Caged pets not for this family

“Mom, can we get a pet?” my third-grade son, Luke, asked.

Luke had just attended a birthday party at Pet World, where he spent 90 minutes man-handling baby pythons, snapping turtles and other creatures and, apparently, forgot all about the three sisters, the dog and the one remaining hermit crab at home.

“No,” I replied without hesitation, knowing full well he was just beginning his pitch.

“How about a snake?” Luke asked. “My friend Craig has a snake.”

“Doesn’t Craig have a lizard?” I asked.

“Yep,” he said, “and a dog, too.”

I shook my head.

“Can I have a lizard, then?”

“Huh-uh.”

“Tarantula?”

“Eww!”

“What about a hamster?”

“Nope.”

“Aww,” he said dejectedly. “Why not?”

The reasons were endless. Aside from the care, keeping and aroma of a caged animal, I remembered the trial and error from my own youth.

My younger brothers, identical twins and the babies of our family, had somehow convinced my parents to buy them pet hamsters. My mom, wanting to make sure reproduction would not be an issue, wisely requested two males from the pet store.

The plan was brilliant. Two bachelor hamsters, living happily together in a cage in the basement, free to burp and scratch themselves as they pleased, with no women around to complicate things.

Unfortunately, the teenage clerk running the shop that weekend sold my parents two females — two pregnant females, actually.

We did not know this, though.
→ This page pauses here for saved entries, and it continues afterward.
//! Display modes and the mode catalog.
//!
//! The catalog is rebuilt from scratch on every enumeration: an optional boot (POST) mode first,
//! followed by the standard resolutions that fit the device.

use crate::{DisplayError, Result};

/// The only pixel depth this engine drives (B8G8R8X8).
pub const BITS_PER_PIXEL: u16 = 32;
pub const BYTES_PER_PIXEL: u32 = BITS_PER_PIXEL as u32 / 8;

pub const STANDARD_RESOLUTION_COUNT: usize = 37;

/// Upper bound on catalog entries: every standard resolution plus the boot mode.
pub const MAX_MODES: usize = STANDARD_RESOLUTION_COUNT + 1;

#[derive(Debug, Clone, Copy, PartialEq, Eq, Hash)]
pub struct Resolution {
    pub width: u16,
    pub height: u16,
}

const fn res(width: u16, height: u16) -> Resolution {
    Resolution { width, height }
}

/// Standard resolutions offered in addition to the boot mode, in catalog order.
pub const STANDARD_RESOLUTIONS: [Resolution; STANDARD_RESOLUTION_COUNT] = [
    res(640, 480),
    res(800, 480),
    res(800, 600),
    res(832, 624),
    res(960, 640),
    res(1024, 600),
    res(1024, 768),
    res(1152, 864),
    res(1152, 870),
    res(1280, 720),
    res(1280, 760),
    res(1280, 768),
    res(1280, 800),
    res(1280, 960),
    res(1280, 1024),
    res(1360, 768),
    res(1366, 768),
    res(1400, 1050),
    res(1440, 900),
    res(1600, 900),
    res(1600, 1200),
    res(1680, 1050),
    res(1920, 1080),
    res(1920, 1200),
    res(1920, 1440),
    res(2000, 2000),
    res(2048, 1536),
    res(2048, 2048),
    res(2560, 1440),
    res(2560, 1600),
    res(2560, 2048),
    res(2800, 2100),
    res(3200, 2400),
    res(3840, 2160),
    res(4096, 2160),
    res(7680, 4320),
    res(8192, 4320),
];

/// Scanout description as exchanged with the host framework.
///
/// This is what firmware leaves behind at boot (the POST display) and what is handed back when
/// the driver releases display ownership.
#[derive(Debug, Clone, Copy, PartialEq, Eq, Default)]
pub struct DisplayInfo {
    pub width: u32,
    pub height: u32,
    pub pitch: u32,
    pub bits_per_pixel: u32,
    pub physical_base: u64,
    pub target_id: u32,
}

impl DisplayInfo {
    pub fn footprint(&self) -> u64 {
        u64::from(self.height) * u64::from(self.pitch)
    }
}

#[derive(Debug, Clone, Copy, PartialEq, Eq, Hash)]
pub struct DisplayMode {
    pub width: u16,
    pub height: u16,
    pub bits_per_pixel: u16,
    pub pitch: u16,
    pub physical_base: u64,
    pub mode_index: u16,
}

impl DisplayMode {
    fn new(width: u16, height: u16, physical_base: u64, mode_index: u16) -> Option<Self> {
        let pitch = u32::from(width) * u32::from(BITS_PER_PIXEL) / 8;
        Some(Self {
            width,
            height,
            bits_per_pixel: BITS_PER_PIXEL,
            pitch: u16::try_from(pitch).ok()?,
            physical_base,
            mode_index,
        })
    }

    /// Bytes of framebuffer the mode scans out.
    pub fn footprint(&self) -> u64 {
        u64::from(self.height) * u64::from(self.pitch)
    }

    pub fn display_info(&self, target_id: u32) -> DisplayInfo {
        DisplayInfo {
            width: u32::from(self.width),
            height: u32::from(self.height),
            pitch: u32::from(self.pitch),
            bits_per_pixel: u32::from(self.bits_per_pixel),
            physical_base: self.physical_base,
            target_id,
        }
    }
}

/// Device facts that bound the catalog.
///
/// `None` maxima mean the device did not report a limit.
#[derive(Debug, Clone, Copy, PartialEq, Eq, Default)]
pub struct ModeLimits {
    /// Usable video memory in bytes.
    pub video_memory: u64,
    /// Physical base of the linear framebuffer.
    pub framebuffer_base: u64,
    pub max_width: Option<u32>,
    pub max_height: Option<u32>,
    pub max_bits_per_pixel: Option<u32>,
}

impl ModeLimits {
    fn exceeds_device_maximum(&self, width: u16, height: u16) -> bool {
        let over = |value: u32, max: Option<u32>| max.is_some_and(|max| value > max);
        over(u32::from(width), self.max_width)
            || over(u32::from(height), self.max_height)
            || over(u32::from(BITS_PER_PIXEL), self.max_bits_per_pixel)
    }
}

fn required_memory(width: u16, height: u16) -> u64 {
    u64::from(width) * u64::from(height) * u64::from(BYTES_PER_PIXEL)
}

/// Ordered list of modes the adapter can be programmed to.
#[derive(Debug, Clone, Default, PartialEq, Eq)]
pub struct ModeCatalog {
    modes: Vec<DisplayMode>,
    has_boot_mode: bool,
}

impl ModeCatalog {
    /// Builds the catalog from the standard resolution table.
    pub fn enumerate(boot_mode: Option<&DisplayInfo>, limits: &ModeLimits) -> Result<Self> {
        Self::enumerate_from(&STANDARD_RESOLUTIONS, boot_mode, limits)
    }

    /// Builds the catalog from `table` instead of the standard resolutions.
    pub fn enumerate_from(
        table: &[Resolution],
        boot_mode: Option<&DisplayInfo>,
        limits: &ModeLimits,
    ) -> Result<Self> {
        let mut catalog = ModeCatalog {
            modes: Vec::with_capacity(MAX_MODES),
            has_boot_mode: false,
        };

        if let Some(boot) = boot_mode.filter(|boot| boot.width != 0) {
            catalog.admit_boot_mode(boot, limits);
        }

        for resolution in table {
            if catalog.modes.len() >= MAX_MODES {
                break;
            }
            let Resolution { width, height } = *resolution;

            if width % 8 != 0 || height % 8 != 0 {
                tracing::debug!("skipped standard resolution {width}x{height} (ratio)");
                continue;
            }

            let required = required_memory(width, height);
            if required == 0 || required > limits.video_memory {
                tracing::debug!("skipped standard resolution {width}x{height} (too big)");
                continue;
            }

            if limits.exceeds_device_maximum(width, height) {
                tracing::debug!("skipped standard resolution {width}x{height} (above device limit)");
                continue;
            }

            if catalog.duplicates_boot_mode(width, height) {
                continue;
            }

            let index = catalog.modes.len() as u16;
            let Some(mode) = DisplayMode::new(width, height, limits.framebuffer_base, index) else {
                tracing::debug!("skipped standard resolution {width}x{height} (pitch overflow)");
                continue;
            };
            tracing::trace!("adding standard resolution {width}x{height} as mode {index}");
            catalog.modes.push(mode);
        }

        tracing::debug!("added {} modes", catalog.modes.len());
        if catalog.modes.is_empty() {
            return Err(DisplayError::NoModesAvailable);
        }
        Ok(catalog)
    }

    fn admit_boot_mode(&mut self, boot: &DisplayInfo, limits: &ModeLimits) {
        if boot.bits_per_pixel != u32::from(BITS_PER_PIXEL) {
            tracing::info!(
                "ignoring boot mode {}x{} at {} bpp",
                boot.width,
                boot.height,
                boot.bits_per_pixel
            );
            return;
        }
        let (Ok(width), Ok(height)) = (u16::try_from(boot.width), u16::try_from(boot.height))
        else {
            tracing::warn!("boot mode {}x{} is out of range", boot.width, boot.height);
            return;
        };
        let required = required_memory(width, height);
        if required == 0 || required > limits.video_memory {
            tracing::warn!(
                "boot mode {width}x{height} does not fit in {} bytes of video memory",
                limits.video_memory
            );
            return;
        }
        let Some(mode) = DisplayMode::new(width, height, boot.physical_base, 0) else {
            return;
        };
        tracing::trace!("adding boot resolution {width}x{height} as mode 0");
        self.modes.push(mode);
        self.has_boot_mode = true;
    }

    fn duplicates_boot_mode(&self, width: u16, height: u16) -> bool {
        self.has_boot_mode
            && self.modes.first().is_some_and(|boot| {
                boot.width == width && boot.height == height && boot.bits_per_pixel == BITS_PER_PIXEL
            })
    }

    pub fn len(&self) -> usize {
        self.modes.len()
    }

    pub fn is_empty(&self) -> bool {
        self.modes.is_empty()
    }

    /// Whether entry 0 came from the boot mode.
    pub fn has_boot_mode(&self) -> bool {
        self.has_boot_mode
    }

    pub fn get(&self, index: usize) -> Option<&DisplayMode> {
        self.modes.get(index)
    }

    pub fn modes(&self) -> &[DisplayMode] {
        &self.modes
    }

    pub fn iter(&self) -> impl Iterator<Item = &DisplayMode> {
        self.modes.iter()
    }

    /// Index of the first mode matching the given resolution and depth.
    pub fn find_matching(&self, width: u32, height: u32, bits_per_pixel: u32) -> Option<usize> {
        self.modes.iter().position(|mode| {
            u32::from(mode.width) == width
                && u32::from(mode.height) == height
                && u32::from(mode.bits_per_pixel) == bits_per_pixel
        })
    }
}
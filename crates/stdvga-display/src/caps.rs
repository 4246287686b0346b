//! Static capabilities reported to the display framework.

/// Which VidPN transforms the driver performs itself.
#[derive(Debug, Clone, Copy, PartialEq, Eq, Hash)]
pub struct VidPnHwCapabilities {
    pub driver_rotation: bool,
    pub driver_scaling: bool,
    pub driver_cloning: bool,
    pub driver_color_convert: bool,
    pub driver_linked_adapter_output: bool,
    pub driver_remote_display: bool,
}

/// Rotation and colour conversion happen in software; nothing else is offered.
pub const VIDPN_HW_CAPABILITIES: VidPnHwCapabilities = VidPnHwCapabilities {
    driver_rotation: true,
    driver_scaling: false,
    driver_cloning: false,
    driver_color_convert: true,
    driver_linked_adapter_output: false,
    driver_remote_display: false,
};

#[derive(Debug, Clone, Copy, PartialEq, Eq, Hash)]
pub struct DriverCaps {
    pub highest_acceptable_address: u64,
    pub supports_non_vga: bool,
    pub supports_smooth_rotation: bool,
    pub supports_virtual_modes: bool,
}

pub const DRIVER_CAPS: DriverCaps = DriverCaps {
    highest_acceptable_address: u64::MAX,
    supports_non_vga: true,
    supports_smooth_rotation: true,
    supports_virtual_modes: true,
};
While we were all impressed with their appetites and could not believe how quickly they grew, none of us had any idea what was really happening to Han Solo and Mr. T.

My mom made the shocking discovery a couple of weeks later when she found Mr. T in one corner of the cage surrounded by tiny hamsters, snacking on the smallest newborn for a little postpartum nourishment.

Han Solo, meanwhile, was camped out in the opposite corner, breathing heavily through what appeared to be the transition phase of labor.

Dad took the new mothers and what remained of their offspring back to the pet store that evening, and we never had another pet again.

“What about a cat?” Luke asked, unfazed by my inclusion of every imaginable gory detail. “I could get a gerbil ball for the cat to run around in so it won’t shed in the house!”

I thought for a moment about taking him up on it, just to watch him try to stuff a calico into an exercise ball. But I had an even better idea.

“Here’s the deal I’ll make,” I offered, “You keep your room in perfect condition for a whole month, and then we’ll talk. But just know there is a four-leg limit, and I’m not playing doula to anything that lives in a cage.”